China  has  been  issuing  Defence  White  Papers  biennially  since  1998.  The  ninth  White Paper of 2014 titled ‘China’s Military Strategy’  was released recently in May 2015. This essay seeks to analyse the salient aspects of the document, particularly in context of the preceding document of 2012 released in April 2013.

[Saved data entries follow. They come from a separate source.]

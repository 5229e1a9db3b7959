//! Shared helpers for lint tests.
#![allow(dead_code)]

pub use falco_lint::{
    lint, lint_source, Context, LintResult, Rule, Severity, SnippetItem, Snippets,
};

/// Lints a source string with a default context.
pub fn run(source: &str) -> LintResult {
    let mut context = Context::new();
    lint_source(&mut context, "main.vcl", source)
}

/// Lints a source string with a prepared context.
pub fn run_with(mut context: Context, source: &str) -> LintResult {
    lint_source(&mut context, "main.vcl", source)
}

/// Rules of all diagnostics with the given severity.
pub fn rules(result: &LintResult, severity: Severity) -> Vec<Rule> {
    result.with_severity(severity).map(|d| d.rule).collect()
}

/// Asserts the source produces no parse failure and no errors.
pub fn check_no_errors(source: &str) {
    let result = run(source);
    assert!(result.fatal.is_none(), "unexpected fatal: {:?}", result.fatal);
    let errors = rules(&result, Severity::Error);
    assert!(errors.is_empty(), "expected no errors, got: {errors:?}");
}

/// Asserts the source produces the given error.
pub fn check_has_error(source: &str, expected: Rule) {
    let result = run(source);
    assert!(result.fatal.is_none(), "unexpected fatal: {:?}", result.fatal);
    let errors = rules(&result, Severity::Error);
    assert!(
        errors.contains(&expected),
        "expected {expected:?} in {errors:?}"
    );
}

/// Asserts the source produces the given warning (and no errors).
pub fn check_has_warning(source: &str, expected: Rule) {
    let result = run(source);
    let errors = rules(&result, Severity::Error);
    assert!(errors.is_empty(), "expected no errors, got: {errors:?}");
    let warnings = rules(&result, Severity::Warning);
    assert!(
        warnings.contains(&expected),
        "expected {expected:?} in {warnings:?}"
    );
}

/// Asserts the source produces the given advisory (and no errors).
pub fn check_has_info(source: &str, expected: Rule) {
    let result = run(source);
    let errors = rules(&result, Severity::Error);
    assert!(errors.is_empty(), "expected no errors, got: {errors:?}");
    let infos = rules(&result, Severity::Info);
    assert!(infos.contains(&expected), "expected {expected:?} in {infos:?}");
}
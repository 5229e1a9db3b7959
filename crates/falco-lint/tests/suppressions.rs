//! `falco-ignore` directives and configuration-based filtering.

mod common;
use common::*;

use falco_lint::{LintConfig, Strictness};

#[test]
fn ignore_next_line() {
    check_no_errors(
        r#"
sub vcl_recv {
   #FASTLY RECV
   # falco-ignore-next-line
   set req.http.H2-Fingerprint = fastly_info.h2.undefined; // undefined but ignore
}"#,
    );
}

#[test]
fn ignore_next_line_only_covers_one_line() {
    check_has_error(
        r#"
sub vcl_recv {
   #FASTLY RECV
   # falco-ignore-next-line
   set req.http.H2-Fingerprint = fastly_info.h2.undefined; // undefined but ignore
   set req.http.H2-Fingerprint = fastly_info.h2.undefined; // raise an error
}"#,
        Rule::UndefinedVariable,
    );
}

#[test]
fn ignore_this_line() {
    check_no_errors(
        r#"
sub vcl_recv {
   #FASTLY RECV
   set req.http.H2-Fingerprint = fastly_info.h2.undefined; // falco-ignore
}"#,
    );
}

#[test]
fn ignore_start_end() {
    check_no_errors(
        r#"
sub vcl_recv {
    // falco-ignore-start
   #FASTLY RECV
   set req.http.H2-Fingerprint = fastly_info.h2.undefined;
    // falco-ignore-end
   set req.http.H2-Fingerprint = fastly_info.h2.fingerprint;
}"#,
    );
}

#[test]
fn ignore_start_end_covers_range_only() {
    check_has_error(
        r#"
sub vcl_recv {
    // falco-ignore-start
   #FASTLY RECV
   set req.http.H2-Fingerprint = fastly_info.h2.undefined;
    // falco-ignore-end
   set req.http.H2-Fingerprint = fastly_info.h2.undefined;
}"#,
        Rule::UndefinedVariable,
    );
}

#[test]
fn ignore_start_covers_whole_declaration() {
    check_no_errors(
        r#"
// falco-ignore-start
sub vcl_recv {
   #FASTLY RECV
   set req.http.H2-Fingerprint = fastly_info.h2.undefined;
   set req.http.H2-Fingerprint = fastly_info.h2.fingerprint;
}"#,
    );
}

#[test]
fn every_directive_form_suppresses_the_same_rule() {
    let offending = r#"set req.http.X = fastly_info.h2.undefined;"#;
    let variants = [
        format!("sub vcl_recv {{\n#FASTLY RECV\n# falco-ignore-next-line\n{offending}\n}}"),
        format!("sub vcl_recv {{\n#FASTLY RECV\n{offending} // falco-ignore\n}}"),
        format!(
            "sub vcl_recv {{\n#FASTLY RECV\n// falco-ignore-start\n{offending}\n// falco-ignore-end\n}}"
        ),
    ];
    for source in variants {
        let result = run(&source);
        assert!(
            rules(&result, Severity::Error).is_empty(),
            "directive failed on: {source}"
        );
    }
}

#[test]
fn ignored_rules_from_config() {
    let config = LintConfig {
        ignore_rules: vec!["unused-declaration".to_string()],
        ..LintConfig::default()
    };
    let context = Context::builder().with_config(config).build();
    let result = run_with(context, "acl unused_one {}\n");
    assert!(
        rules(&result, Severity::Warning).is_empty(),
        "{:?}",
        result.diagnostics
    );
}

#[test]
fn loose_strictness_drops_advisories() {
    let source = r#"
sub vcl_recv {
    #FASTLY recv
    declare local var.I INTEGER;
    set var.I = 1;
    set req.http.X = "n=" var.I;
    set req.http.Y = var.I "x";
}"#;
    let strict = run(source);
    assert!(!rules(&strict, Severity::Info).is_empty());

    let config = LintConfig {
        strictness: Strictness::Loose,
        ..LintConfig::default()
    };
    let context = Context::builder().with_config(config).build();
    let loose = run_with(context, source);
    assert!(rules(&loose, Severity::Info).is_empty());
}

#[test]
fn suppressed_diagnostics_do_not_leak_across_files() {
    // A suppression in the including file does not hide diagnostics from
    // the included one.
    use falco_lint::{ResolveError, Resolver, VclSource};

    struct OneInclude;
    impl Resolver for OneInclude {
        fn main_vcl(&self) -> Result<VclSource, ResolveError> {
            unreachable!("lint_source drives the main file")
        }
        fn resolve(&self, name: &str) -> Result<VclSource, ResolveError> {
            assert_eq!(name, "dep");
            Ok(VclSource::new("dep.vcl", "set req.http.X = 10;\n"))
        }
        fn name(&self) -> &str {
            "one-include"
        }
    }

    let context = Context::builder().with_resolver(OneInclude).build();
    let result = run_with(
        context,
        r#"
sub vcl_recv {
    #FASTLY recv
    # falco-ignore-next-line
    include "dep";
}"#,
    );
    let errors = rules(&result, Severity::Error);
    assert!(errors.contains(&Rule::TypeMismatch), "{errors:?}");
}
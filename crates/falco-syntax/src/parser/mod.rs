//! Recursive-descent parser for Fastly VCL.
//!
//! The parser works over the full token stream, skipping trivia while
//! collecting comments so they can be attached to the next node as leading
//! comments. Parse errors carry a position and abort the current file; the
//! linter records them as fatal.

mod decl;
mod expr;
mod stmt;

use smol_str::SmolStr;
use text_size::{TextRange, TextSize};
use thiserror::Error;

use crate::ast::{Comment, Ident, SourceFile, Statement, StringLit};
use crate::lexer::{lex, Token, TokenKind};

/// A positioned parse error.
#[derive(Debug, Clone, Error, PartialEq, Eq)]
#[error("parse error: {message}")]
pub struct ParseError {
    /// What went wrong.
    pub message: String,
    /// Where it went wrong.
    pub range: TextRange,
}

impl ParseError {
    fn new(message: impl Into<String>, range: TextRange) -> Self {
        Self {
            message: message.into(),
            range,
        }
    }
}

/// Parses a full VCL source file into declarations.
pub fn parse_file(source: &str) -> Result<SourceFile, ParseError> {
    Parser::new(source).parse_file()
}

/// Parses a snippet as a statement sequence.
///
/// Used for Fastly snippet bodies, which are statement lists rather than
/// full files.
pub fn parse_statements(source: &str) -> Result<Vec<Statement>, ParseError> {
    Parser::new(source).parse_statement_list()
}

/// Hard cap on expression/block nesting. Inputs deeper than this are
/// rejected instead of overflowing the stack.
const MAX_DEPTH: usize = 256;

pub(crate) struct Parser<'src> {
    source: &'src str,
    tokens: Vec<Token>,
    pos: usize,
    pending: Vec<Comment>,
    depth: usize,
}

impl<'src> Parser<'src> {
    fn new(source: &'src str) -> Self {
        Self {
            source,
            tokens: lex(source),
            pos: 0,
            pending: Vec::new(),
            depth: 0,
        }
    }

    /// Guards recursive entry points. A failed parse aborts the file, so
    /// the counter is only decremented on the success path.
    pub(crate) fn enter(&mut self) -> Result<(), ParseError> {
        self.depth += 1;
        if self.depth > MAX_DEPTH {
            return Err(self.error_here("nesting too deep"));
        }
        Ok(())
    }

    pub(crate) fn leave(&mut self) {
        self.depth -= 1;
    }

    fn parse_file(mut self) -> Result<SourceFile, ParseError> {
        let mut declarations = Vec::new();
        while !self.at_eof() {
            declarations.push(self.parse_declaration()?);
        }
        Ok(SourceFile { declarations })
    }

    fn parse_statement_list(mut self) -> Result<Vec<Statement>, ParseError> {
        let mut statements = Vec::new();
        while !self.at_eof() {
            statements.push(self.parse_statement()?);
        }
        Ok(statements)
    }

    // ===== cursor =====

    /// Advances over trivia, collecting comments into the pending list.
    fn skip_trivia(&mut self) {
        while let Some(token) = self.tokens.get(self.pos) {
            if !token.kind.is_trivia() {
                break;
            }
            if token.kind.is_comment() {
                self.pending.push(Comment {
                    text: SmolStr::new(token.text(self.source)),
                    range: token.range,
                });
            }
            self.pos += 1;
        }
    }

    fn at_eof(&mut self) -> bool {
        self.skip_trivia();
        self.pos >= self.tokens.len()
    }

    /// Returns the kind of the next non-trivia token.
    fn peek(&mut self) -> TokenKind {
        self.skip_trivia();
        self.tokens
            .get(self.pos)
            .map_or(TokenKind::Error, |t| t.kind)
    }

    /// Returns the kind of the non-trivia token after the next one.
    fn peek2(&mut self) -> TokenKind {
        self.skip_trivia();
        self.tokens
            .get(self.pos + 1..)
            .unwrap_or(&[])
            .iter()
            .find(|t| !t.kind.is_trivia())
            .map_or(TokenKind::Error, |t| t.kind)
    }

    /// Consumes and returns the next non-trivia token.
    fn bump(&mut self) -> Result<Token, ParseError> {
        self.skip_trivia();
        match self.tokens.get(self.pos) {
            Some(token) => {
                self.pos += 1;
                Ok(*token)
            }
            None => Err(ParseError::new("unexpected end of input", self.eof_range())),
        }
    }

    fn expect(&mut self, kind: TokenKind) -> Result<Token, ParseError> {
        self.skip_trivia();
        match self.tokens.get(self.pos) {
            Some(token) if token.kind == kind => {
                self.pos += 1;
                Ok(*token)
            }
            Some(token) => Err(ParseError::new(
                format!("expected {}, found {}", kind.describe(), token.kind.describe()),
                token.range,
            )),
            None => Err(ParseError::new(
                format!("expected {}, found end of input", kind.describe()),
                self.eof_range(),
            )),
        }
    }

    /// Takes the comments collected since the last take.
    fn take_comments(&mut self) -> Vec<Comment> {
        std::mem::take(&mut self.pending)
    }

    fn eof_range(&self) -> TextRange {
        let end = TextSize::from(self.source.len() as u32);
        TextRange::new(end, end)
    }

    fn error_here(&mut self, message: impl Into<String>) -> ParseError {
        self.skip_trivia();
        let range = self
            .tokens
            .get(self.pos)
            .map_or_else(|| self.eof_range(), |t| t.range);
        ParseError::new(message, range)
    }

    // ===== shared terminals =====

    fn parse_ident(&mut self) -> Result<Ident, ParseError> {
        let token = self.expect(TokenKind::Ident)?;
        Ok(Ident {
            name: SmolStr::new(token.text(self.source)),
            range: token.range,
        })
    }

    fn parse_string(&mut self) -> Result<StringLit, ParseError> {
        self.skip_trivia();
        match self.tokens.get(self.pos).copied() {
            Some(token) if token.kind == TokenKind::StringLiteral => {
                self.pos += 1;
                let text = token.text(self.source);
                Ok(StringLit {
                    value: SmolStr::new(&text[1..text.len() - 1]),
                    long: false,
                    range: token.range,
                })
            }
            Some(token) if token.kind == TokenKind::LongStringLiteral => {
                self.pos += 1;
                let text = token.text(self.source);
                let inner = text
                    .strip_prefix("{\"")
                    .and_then(|t| t.strip_suffix("\"}"))
                    .unwrap_or(text);
                Ok(StringLit {
                    value: SmolStr::new(inner),
                    long: true,
                    range: token.range,
                })
            }
            Some(token) => Err(ParseError::new(
                format!("expected string literal, found {}", token.kind.describe()),
                token.range,
            )),
            None => Err(ParseError::new(
                "expected string literal, found end of input",
                self.eof_range(),
            )),
        }
    }
}

#[cfg(test)]
mod tests {
    use super::*;
    use crate::ast::{Declaration, Expression};

    #[test]
    fn test_parse_empty_file() {
        let file = parse_file("").unwrap();
        assert!(file.declarations.is_empty());
    }

    #[test]
    fn test_parse_error_position() {
        let err = parse_file("sub foo {").unwrap_err();
        assert!(err.message.contains("end of input"), "{}", err.message);
    }

    #[test]
    fn test_leading_comments_attach_to_declaration() {
        let file = parse_file("//@recv, log\nsub foo {}").unwrap();
        let Declaration::Subroutine(sub) = &file.declarations[0] else {
            panic!("expected subroutine");
        };
        assert_eq!(sub.leading.len(), 1);
        assert_eq!(sub.leading[0].content(), "@recv, log");
    }

    #[test]
    fn test_macro_comment_in_empty_body_is_trailing() {
        let file = parse_file("sub vcl_log {\n  # FASTLY log\n}").unwrap();
        let Declaration::Subroutine(sub) = &file.declarations[0] else {
            panic!("expected subroutine");
        };
        assert!(sub.body.statements.is_empty());
        assert_eq!(sub.body.trailing.len(), 1);
        assert_eq!(sub.body.trailing[0].content(), "FASTLY log");
    }

    #[test]
    fn test_parse_statement_list() {
        let statements = parse_statements(r#"set req.http.Injected = "1";"#).unwrap();
        assert_eq!(statements.len(), 1);
    }

    #[test]
    fn test_long_string_value() {
        let statements = parse_statements(r#"synthetic {"<html>"body""</html>"};"#).unwrap();
        let Statement::Synthetic(synthetic) = &statements[0] else {
            panic!("expected synthetic");
        };
        let Expression::String(value) = &synthetic.value else {
            panic!("expected string");
        };
        assert!(value.long);
        assert_eq!(value.value.as_str(), r#"<html>"body""</html>"#);
    }
}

In comparison to the Defence White Papers published by China in the preceding years, the 2014 document is very concise. Nonetheless, it reveals substantial content and context, disproportionate to the size of its text. While much of the revelation is likely to be Beijing’s ‘strategic communications’, the document is nonetheless insightful.

Title of White Paper

The present White Paper has continued the trend of using a thematic title – a trend that was  initiated  with  the  2012  document  titled  ‘The  Diversified  Employment  of  China’s Armed Forces’. The trend and the specific title spelling out  “China’s Military Strategy” signify the increased self-confidence of an emerging global military power, which until a few years ago, preferred to be opaque to the world on ‘matters military’.  The document also reflects an increased self-assurance as a nation, stating that “China’s comprehensive national   strength,   core   competitiveness   and   risk-resistance   capacity   are   notably increasing, and China enjoys growing international standing and influence”.

Core National Objectives

In  the  document,  China  has  maintained  its  earlier  stance  of  avoiding  war  through  its military strategy of “active defence” (that envisages an ‘offensive’ only at the operational and tactical levels). However, the document mentions “preparation for military struggle (PMS)”,  which  indicates  its  strong  desire  to  retain  the  option  of  first  use  of  military force, if  it  cannot  achieve its  core objectives  otherwise. Furthermore, the emphasis on “maritime PMS” indicates that these objectives pertain to Taiwan’s “reunification”, and fructification of its maritime-territorial claims in the Western Pacific. Furthermore, the inclusion  of  the  phase  “You  fight  your  way and  I  fight  my  way”  indicates  that  China’s war-fighting   concept   to   meet   its   core   objectives   is   likely   to   be   based   on   use   of asymmetric capabilities.

Maritime Interests

The  previous  2012  document  stated  the  PLA  Navy’s  mandate  to  preserve  China’s sovereignty  over  its  territorial  seas  and  its  maritime  rights  and  interests  in  ‘offshore areas’  against  complex  security  threats,  thereby  portraying  China  as  a  victim  or  an underdog reacting to the actions of Japan, and implicitly, of the U.S. The new document, however,  emphasises  on  a  more  proactive  protection  of  its  interests  in  ‘open  waters’, thereby enlarging its strategic depth. Notably, the document also calls upon the need to shed the mindset that peace, stability and development of China is linked to affairs on land  rather  than  the  sea.  This  indicates  a  maritime  emphasis  of  China’s  military strategy.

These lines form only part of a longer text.